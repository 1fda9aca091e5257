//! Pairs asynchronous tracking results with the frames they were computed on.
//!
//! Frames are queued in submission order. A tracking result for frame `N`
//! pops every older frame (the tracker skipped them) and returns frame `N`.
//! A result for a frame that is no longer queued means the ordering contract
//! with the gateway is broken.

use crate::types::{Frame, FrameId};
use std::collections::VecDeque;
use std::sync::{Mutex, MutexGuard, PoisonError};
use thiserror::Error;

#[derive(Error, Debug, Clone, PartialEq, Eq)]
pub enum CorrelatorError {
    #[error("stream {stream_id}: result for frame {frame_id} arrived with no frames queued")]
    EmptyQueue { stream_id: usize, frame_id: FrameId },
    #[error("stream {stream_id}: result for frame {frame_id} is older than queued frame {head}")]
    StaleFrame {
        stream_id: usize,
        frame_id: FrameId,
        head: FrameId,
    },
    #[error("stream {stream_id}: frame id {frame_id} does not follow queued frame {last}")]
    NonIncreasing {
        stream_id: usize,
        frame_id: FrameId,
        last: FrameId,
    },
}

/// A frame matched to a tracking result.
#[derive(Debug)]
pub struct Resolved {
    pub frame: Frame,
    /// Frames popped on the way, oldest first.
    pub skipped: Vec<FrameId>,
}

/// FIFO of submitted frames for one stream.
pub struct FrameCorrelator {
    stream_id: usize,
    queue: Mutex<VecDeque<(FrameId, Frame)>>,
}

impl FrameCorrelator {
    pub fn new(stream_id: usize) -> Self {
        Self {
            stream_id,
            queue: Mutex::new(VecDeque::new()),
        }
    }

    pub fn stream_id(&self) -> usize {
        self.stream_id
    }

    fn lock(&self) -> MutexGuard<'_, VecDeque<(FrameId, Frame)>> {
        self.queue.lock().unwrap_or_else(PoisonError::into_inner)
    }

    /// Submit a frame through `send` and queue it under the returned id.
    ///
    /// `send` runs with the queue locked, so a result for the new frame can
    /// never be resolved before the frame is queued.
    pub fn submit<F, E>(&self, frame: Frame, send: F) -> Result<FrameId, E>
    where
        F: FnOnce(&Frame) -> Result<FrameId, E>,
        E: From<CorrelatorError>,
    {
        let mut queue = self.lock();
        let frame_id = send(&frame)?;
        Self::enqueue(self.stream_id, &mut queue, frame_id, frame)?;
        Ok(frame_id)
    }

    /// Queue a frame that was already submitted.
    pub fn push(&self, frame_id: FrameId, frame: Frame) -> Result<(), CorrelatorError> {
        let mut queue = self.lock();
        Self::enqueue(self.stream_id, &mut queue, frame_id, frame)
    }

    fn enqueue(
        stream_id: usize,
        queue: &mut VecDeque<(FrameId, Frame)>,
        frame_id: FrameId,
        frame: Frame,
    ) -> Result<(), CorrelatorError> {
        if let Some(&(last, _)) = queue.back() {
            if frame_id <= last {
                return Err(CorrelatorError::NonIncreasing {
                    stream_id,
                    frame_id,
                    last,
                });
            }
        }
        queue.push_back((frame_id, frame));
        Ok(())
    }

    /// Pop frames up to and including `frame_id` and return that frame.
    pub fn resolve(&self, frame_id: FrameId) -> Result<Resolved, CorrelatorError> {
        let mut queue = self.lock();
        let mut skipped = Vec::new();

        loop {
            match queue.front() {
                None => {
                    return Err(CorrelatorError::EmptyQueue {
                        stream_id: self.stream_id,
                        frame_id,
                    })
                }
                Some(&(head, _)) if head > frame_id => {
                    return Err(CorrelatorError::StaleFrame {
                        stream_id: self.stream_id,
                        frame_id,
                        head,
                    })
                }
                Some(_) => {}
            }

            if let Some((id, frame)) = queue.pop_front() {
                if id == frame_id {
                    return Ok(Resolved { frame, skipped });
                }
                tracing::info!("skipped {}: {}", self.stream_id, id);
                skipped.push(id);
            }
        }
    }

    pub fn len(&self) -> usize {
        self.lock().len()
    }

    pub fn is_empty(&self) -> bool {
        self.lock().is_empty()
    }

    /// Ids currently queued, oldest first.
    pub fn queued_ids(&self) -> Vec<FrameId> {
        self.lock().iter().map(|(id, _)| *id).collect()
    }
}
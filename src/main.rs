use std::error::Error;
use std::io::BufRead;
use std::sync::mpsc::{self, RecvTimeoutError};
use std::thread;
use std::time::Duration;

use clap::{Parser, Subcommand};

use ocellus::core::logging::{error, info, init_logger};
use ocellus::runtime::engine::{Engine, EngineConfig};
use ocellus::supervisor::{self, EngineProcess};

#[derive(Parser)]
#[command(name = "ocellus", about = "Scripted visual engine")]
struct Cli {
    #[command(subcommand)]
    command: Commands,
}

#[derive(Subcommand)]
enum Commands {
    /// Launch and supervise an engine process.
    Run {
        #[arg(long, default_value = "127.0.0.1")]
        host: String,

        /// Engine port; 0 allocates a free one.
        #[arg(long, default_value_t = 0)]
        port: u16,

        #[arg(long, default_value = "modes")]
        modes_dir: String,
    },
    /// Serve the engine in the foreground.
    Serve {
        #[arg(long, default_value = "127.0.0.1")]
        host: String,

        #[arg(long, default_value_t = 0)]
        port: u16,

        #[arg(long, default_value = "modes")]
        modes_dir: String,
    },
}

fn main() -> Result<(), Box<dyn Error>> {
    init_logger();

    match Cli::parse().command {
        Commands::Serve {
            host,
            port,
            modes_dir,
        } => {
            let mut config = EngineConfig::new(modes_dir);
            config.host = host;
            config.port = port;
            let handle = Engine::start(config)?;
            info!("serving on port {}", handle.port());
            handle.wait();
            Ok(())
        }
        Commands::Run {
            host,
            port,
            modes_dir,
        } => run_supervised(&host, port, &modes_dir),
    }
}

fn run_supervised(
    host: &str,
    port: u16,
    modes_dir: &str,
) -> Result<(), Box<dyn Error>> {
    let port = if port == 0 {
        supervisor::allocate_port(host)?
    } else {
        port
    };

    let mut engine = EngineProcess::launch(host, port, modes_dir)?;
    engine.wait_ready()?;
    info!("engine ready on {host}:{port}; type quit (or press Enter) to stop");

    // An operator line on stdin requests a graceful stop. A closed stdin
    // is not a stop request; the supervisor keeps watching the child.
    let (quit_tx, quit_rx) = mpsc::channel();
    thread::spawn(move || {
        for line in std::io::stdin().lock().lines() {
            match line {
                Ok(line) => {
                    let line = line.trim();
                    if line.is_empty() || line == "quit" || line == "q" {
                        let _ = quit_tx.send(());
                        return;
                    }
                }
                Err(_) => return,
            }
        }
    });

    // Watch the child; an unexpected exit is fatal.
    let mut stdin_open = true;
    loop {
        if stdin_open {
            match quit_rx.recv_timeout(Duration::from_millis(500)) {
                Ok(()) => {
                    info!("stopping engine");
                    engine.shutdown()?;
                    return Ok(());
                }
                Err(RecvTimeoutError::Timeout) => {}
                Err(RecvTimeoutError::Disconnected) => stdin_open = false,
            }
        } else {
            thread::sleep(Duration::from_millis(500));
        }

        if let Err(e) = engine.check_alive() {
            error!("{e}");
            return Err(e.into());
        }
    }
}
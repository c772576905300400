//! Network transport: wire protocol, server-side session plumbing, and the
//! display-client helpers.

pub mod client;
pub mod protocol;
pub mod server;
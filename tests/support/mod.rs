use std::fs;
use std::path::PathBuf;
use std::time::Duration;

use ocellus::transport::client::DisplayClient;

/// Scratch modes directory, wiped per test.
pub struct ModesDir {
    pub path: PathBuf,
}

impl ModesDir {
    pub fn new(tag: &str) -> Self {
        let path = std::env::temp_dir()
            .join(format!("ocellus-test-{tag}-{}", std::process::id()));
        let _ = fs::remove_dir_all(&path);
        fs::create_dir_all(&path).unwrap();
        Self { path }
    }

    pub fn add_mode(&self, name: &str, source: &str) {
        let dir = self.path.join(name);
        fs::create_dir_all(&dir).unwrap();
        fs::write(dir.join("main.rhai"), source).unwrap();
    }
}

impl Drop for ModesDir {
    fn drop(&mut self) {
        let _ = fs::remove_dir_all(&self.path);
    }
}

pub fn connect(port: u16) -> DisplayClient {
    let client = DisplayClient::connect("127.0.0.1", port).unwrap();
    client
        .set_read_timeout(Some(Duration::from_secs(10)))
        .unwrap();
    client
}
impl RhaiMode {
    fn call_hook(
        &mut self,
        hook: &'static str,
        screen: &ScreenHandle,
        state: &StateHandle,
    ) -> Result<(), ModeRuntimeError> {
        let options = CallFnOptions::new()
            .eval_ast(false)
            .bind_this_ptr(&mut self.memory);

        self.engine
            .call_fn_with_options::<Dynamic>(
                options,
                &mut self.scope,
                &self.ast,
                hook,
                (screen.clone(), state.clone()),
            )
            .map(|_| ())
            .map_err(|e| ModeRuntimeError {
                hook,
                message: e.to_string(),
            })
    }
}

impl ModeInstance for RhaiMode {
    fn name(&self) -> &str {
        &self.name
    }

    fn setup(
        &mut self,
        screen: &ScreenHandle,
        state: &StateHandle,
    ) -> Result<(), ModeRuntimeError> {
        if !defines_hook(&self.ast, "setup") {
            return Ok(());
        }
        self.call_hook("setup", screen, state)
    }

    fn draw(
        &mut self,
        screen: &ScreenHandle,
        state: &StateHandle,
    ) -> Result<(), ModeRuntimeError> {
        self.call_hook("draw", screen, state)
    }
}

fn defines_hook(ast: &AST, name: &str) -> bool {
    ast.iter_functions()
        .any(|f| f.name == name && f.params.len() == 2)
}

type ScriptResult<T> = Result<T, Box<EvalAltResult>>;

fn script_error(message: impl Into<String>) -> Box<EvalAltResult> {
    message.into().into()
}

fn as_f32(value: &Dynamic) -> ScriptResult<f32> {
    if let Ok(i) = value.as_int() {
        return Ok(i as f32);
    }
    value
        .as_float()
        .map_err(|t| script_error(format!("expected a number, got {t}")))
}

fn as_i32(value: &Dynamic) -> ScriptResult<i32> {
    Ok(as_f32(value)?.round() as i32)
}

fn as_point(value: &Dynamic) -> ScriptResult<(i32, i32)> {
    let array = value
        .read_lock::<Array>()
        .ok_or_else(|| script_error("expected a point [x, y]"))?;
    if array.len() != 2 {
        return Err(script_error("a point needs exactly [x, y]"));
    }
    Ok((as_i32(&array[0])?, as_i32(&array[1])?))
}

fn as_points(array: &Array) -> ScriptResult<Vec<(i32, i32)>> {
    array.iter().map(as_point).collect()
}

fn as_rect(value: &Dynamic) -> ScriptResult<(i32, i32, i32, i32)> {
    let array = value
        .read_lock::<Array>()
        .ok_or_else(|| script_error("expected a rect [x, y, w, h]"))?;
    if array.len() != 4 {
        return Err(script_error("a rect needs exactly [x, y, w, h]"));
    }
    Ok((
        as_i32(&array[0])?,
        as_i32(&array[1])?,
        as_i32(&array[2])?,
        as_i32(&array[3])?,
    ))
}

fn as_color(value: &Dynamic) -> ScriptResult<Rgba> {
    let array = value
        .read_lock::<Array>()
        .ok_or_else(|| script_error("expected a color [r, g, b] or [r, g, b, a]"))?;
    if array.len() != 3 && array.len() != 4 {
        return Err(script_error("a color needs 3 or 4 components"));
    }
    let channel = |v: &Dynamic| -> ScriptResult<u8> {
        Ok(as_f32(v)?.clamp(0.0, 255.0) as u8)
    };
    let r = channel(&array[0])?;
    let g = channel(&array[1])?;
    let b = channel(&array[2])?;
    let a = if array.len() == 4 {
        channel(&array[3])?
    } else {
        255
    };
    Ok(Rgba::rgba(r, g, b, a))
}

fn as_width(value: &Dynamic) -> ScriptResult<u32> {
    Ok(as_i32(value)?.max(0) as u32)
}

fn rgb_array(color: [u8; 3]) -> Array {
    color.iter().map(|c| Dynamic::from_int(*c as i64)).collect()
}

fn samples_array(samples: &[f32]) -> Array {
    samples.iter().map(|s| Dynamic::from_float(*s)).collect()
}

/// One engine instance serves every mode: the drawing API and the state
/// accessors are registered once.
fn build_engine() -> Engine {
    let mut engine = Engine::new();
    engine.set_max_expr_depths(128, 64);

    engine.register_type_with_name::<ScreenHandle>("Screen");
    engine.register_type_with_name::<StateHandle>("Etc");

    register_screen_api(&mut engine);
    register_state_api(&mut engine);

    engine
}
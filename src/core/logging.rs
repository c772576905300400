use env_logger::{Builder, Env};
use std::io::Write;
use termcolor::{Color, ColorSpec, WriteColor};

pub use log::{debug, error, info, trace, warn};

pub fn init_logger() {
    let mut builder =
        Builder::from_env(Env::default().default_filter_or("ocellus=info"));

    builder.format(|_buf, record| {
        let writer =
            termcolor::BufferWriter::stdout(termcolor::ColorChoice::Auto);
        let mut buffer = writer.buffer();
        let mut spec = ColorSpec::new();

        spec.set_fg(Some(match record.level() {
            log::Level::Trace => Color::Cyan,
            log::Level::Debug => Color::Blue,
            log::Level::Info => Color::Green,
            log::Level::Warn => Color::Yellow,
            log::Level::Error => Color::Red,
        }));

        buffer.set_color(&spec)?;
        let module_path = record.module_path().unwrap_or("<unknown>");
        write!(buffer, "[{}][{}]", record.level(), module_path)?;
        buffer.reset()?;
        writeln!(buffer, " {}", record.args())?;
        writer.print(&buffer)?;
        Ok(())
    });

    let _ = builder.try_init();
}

[What you will do] When a line of the records holds the word "source", copy that line.

[Your response]
    pub fn add_mode(&self, name: &str, source: &str) {
        fs::write(dir.join("main.rhai"), source).unwrap();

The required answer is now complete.